TASK DIRECTIONS: From the line with "async fn probe(&self) -> bool;" through the line with "client = reqwest::Client::builder().timeout(timeout).build()?;", inclusive, return each line of the data below exactly and leave the rest out.

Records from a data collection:
= = = = = = =

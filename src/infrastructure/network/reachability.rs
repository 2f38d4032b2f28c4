use super::ConnectivityMonitor;
use async_trait::async_trait;
use std::sync::Arc;
use std::time::Duration;
use tokio::task::JoinHandle;

#[async_trait]
pub trait ReachabilityProbe: Send + Sync {
    async fn probe(&self) -> bool;
}

/// Treats any HTTP response from the remote base URL as reachable.
pub struct HttpReachabilityProbe {
    client: reqwest::Client,
    url: String,
}

impl HttpReachabilityProbe {
    pub fn new(url: impl Into<String>, timeout: Duration) -> Result<Self, reqwest::Error> {
        let client = reqwest::Client::builder().timeout(timeout).build()?;
        Ok(Self {
            client,
            url: url.into(),
        })
    }
}

#[async_trait]
impl ReachabilityProbe for HttpReachabilityProbe {
    async fn probe(&self) -> bool {
        match self.client.get(&self.url).send().await {
            Ok(_) => true,
            Err(err) => {
                tracing::trace!(
                    target: "offline::connectivity",
                    error = %err,
                    "reachability probe failed"
                );
                false
            }
        }
    }
}

/// Poll `probe` every `interval` and feed the results into `monitor`.
pub fn spawn_probe_loop(
    probe: Arc<dyn ReachabilityProbe>,
    monitor: Arc<ConnectivityMonitor>,
    interval: Duration,
) -> JoinHandle<()> {
    tokio::spawn(async move {
        let mut ticker = tokio::time::interval(interval);
        ticker.set_missed_tick_behavior(tokio::time::MissedTickBehavior::Delay);

        loop {
            ticker.tick().await;
            let reachable = probe.probe().await;
            monitor.report(reachable);
        }
    })
}

#[cfg(test)]
mod tests {
    use super::*;
    use crate::application::ports::connectivity::ConnectivityStatus;
    use std::sync::atomic::{AtomicBool, Ordering};

    struct ToggleProbe(AtomicBool);

    #[async_trait]
    impl ReachabilityProbe for ToggleProbe {
        async fn probe(&self) -> bool {
            self.0.load(Ordering::SeqCst)
        }
    }

    #[tokio::test(start_paused = true)]
    async fn test_probe_results_drive_monitor() {
        let probe = Arc::new(ToggleProbe(AtomicBool::new(true)));
        let monitor = Arc::new(ConnectivityMonitor::new(false, Duration::from_millis(100)));
        let handle = spawn_probe_loop(probe.clone(), Arc::clone(&monitor), Duration::from_secs(1));

        tokio::time::sleep(Duration::from_millis(500)).await;
        assert!(monitor.is_online());

        probe.0.store(false, Ordering::SeqCst);
        tokio::time::sleep(Duration::from_secs(2)).await;
        assert!(!monitor.is_online());

        handle.abort();
    }

    #[tokio::test]
    async fn test_http_probe_reports_unreachable_host() {
        let probe =
            HttpReachabilityProbe::new("http://127.0.0.1:9", Duration::from_millis(500)).unwrap();
        assert!(!probe.probe().await);
    }
}
//! Create a reminder, list due and upcoming ones, complete it.

use chrono::{Duration, Utc};
use dotenv::dotenv;
use house_keeper_reminders::{NewReminder, RepeatType};
use house_keeper_rust::HouseKeeper;
use std::env;

#[tokio::main]
async fn main() -> Result<(), Box<dyn std::error::Error>> {
    dotenv().ok();

    let url = env::var("HOUSE_KEEPER_URL").unwrap_or_else(|_| "http://localhost:8000".to_string());
    let username = env::var("HOUSE_KEEPER_USER").unwrap_or_else(|_| "demo".to_string());
    let password = env::var("HOUSE_KEEPER_PASSWORD").unwrap_or_else(|_| "demo-password".to_string());

    let client = HouseKeeper::new(&url)?;
    client.auth().login(&username, &password).await?;

    let reminders = client.reminders();

    println!("== Create ==");
    let due_date = Utc::now() + Duration::days(3);
    let reminder = reminders
        .create(
            &NewReminder::new("Replace water filter", due_date)
                .with_description("Under the sink")
                .with_repeat(RepeatType::Monthly),
        )
        .await?;
    println!("created reminder {} due {}", reminder.id, reminder.due_date);

    println!("== Due now ==");
    for due in reminders.due().await? {
        println!("  overdue: {} (was due {})", due.title, due.due_date);
    }

    println!("== Due within a week ==");
    for upcoming in reminders.upcoming(7).await? {
        println!("  upcoming: {} (due {})", upcoming.title, upcoming.due_date);
    }

    println!("== Complete ==");
    let completed = reminders.complete(reminder.id).await?;
    println!("completed: {}", completed.is_completed);

    reminders.delete(reminder.id).await?;
    println!("cleaned up");

    Ok(())
}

= = = = = = =

FINISHED EXERCISE:
    async fn probe(&self) -> bool;
}

/// Treats any HTTP response from the remote base URL as reachable.
pub struct HttpReachabilityProbe {
    client: reqwest::Client,
    url: String,
}

impl HttpReachabilityProbe {
    pub fn new(url: impl Into<String>, timeout: Duration) -> Result<Self, reqwest::Error> {
        let client = reqwest::Client::builder().timeout(timeout).build()?;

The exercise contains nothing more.